The .38 S&W case is ideal in this application. Because my goal was to use as heavy a bullet as possible, launched as slow as would reliably exit the barrel, I used a 1:10" twist 9mm Parabellum barrel to adequately stabilize bullets as heavy as 240 grains, at the lowest velocity which would reliably exit the barrel.

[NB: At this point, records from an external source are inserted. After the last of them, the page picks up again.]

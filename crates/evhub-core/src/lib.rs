//! # evhub Core
//!
//! Core types for evhub: the event hub, listener handles, hub
//! configuration and error types.

pub mod args;
pub mod error;
pub mod hub;

pub use args::Args;

pub use error::{HubError, ListenerError, ListenerResult, Result};

pub use hub::{DynHub, EventHub, FailurePolicy, HubConfig, Listener, SubscriptionId};
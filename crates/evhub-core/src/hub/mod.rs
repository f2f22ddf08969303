//! # Event Hub Module
//!
//! In-process publish/subscribe: callers register listeners under an event
//! name and other callers emit that name with arguments.
//!
//! ## Overview
//!
//! - Listeners for one event run in registration order, on the emitting thread
//! - Each emit works on a snapshot, so listeners may subscribe or
//!   unsubscribe while being dispatched to without affecting that emit
//! - `once` listeners are removed before they run
//! - Removal by listener is identity based; removal by [`SubscriptionId`]
//!   also reaches `once` listeners
//!
//! ## Usage
//!
//! ```rust,ignore
//! use evhub_core::{EventHub, Listener};
//!
//! let hub: EventHub<String> = EventHub::new();
//! let log = Listener::infallible(|url: &String| println!("fetching {url}"));
//!
//! hub.on("AJAX-CALL", log.clone());
//! hub.emit("AJAX-CALL", &"/api/items".to_string())?;
//!
//! hub.off("AJAX-CALL", &log);
//! ```

mod bus;
mod config;
mod listener;

pub use bus::*;
pub use config::*;
pub use listener::{Listener, SubscriptionId};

The goal was a stealthy, hard hitter, capable of shooting clear through both shoulders of deer at garden ranges, or lengthwise for a Texas Heart Shot, if that was all that presented, but would not require a tax stamp for a "can." John Taylor fitted a Green Mountain "Gunsmith Special" 9mm Parabellum barrel blank and chambered it with a Manson .38 S&W "Rook Rifle" reamer having a 3 degrees Basic forcing cone, with a major diameter of .363" at the case mouth, which engraves the nose of the bullet upon chambering, like forcing Eley Tenex in your old Winchester 52 match rifle.
The resulting "Lettuce Protector" is 34-1/2 inches long and weighs 4-1/2 pounds and is capable of inch 5-shot groups with simple open sights at 25 yards.
The Accurate 36-240H bullet attains about 720 fps from the 20-inch barrel with 3 grains of AutoComp.
In field use of handgun-caliber rifles shooting subsonic loads, I have found it best to utilize the "optimum trajectory" in which maximum bullet rise does not exceed about 4 inches. With iron sights you take a 6:00 hold on a typical small game animal until the front sight bead about covers the critter, and then blot him out and shoot. With the .38 S&W cartridge this works out to a 75 yard zero and a 90-yard "point blank" at which the path of the trajectory drops 4" below line of sight. The 240-grain bullet arriving downrange with almost no noise to help the target identify where the shot came from would be an unpleasant surprise to any intruder, either 2-legged or four-legged. Penetration of the heavy, well-stabilized bullet is astounding, penetrating straight through a stack of gallon water jugs with zero yaw, like a laser, finally stopping in the EIGHTH gallon jug!
Just the thing for those BIG Texas-sized Wabbits!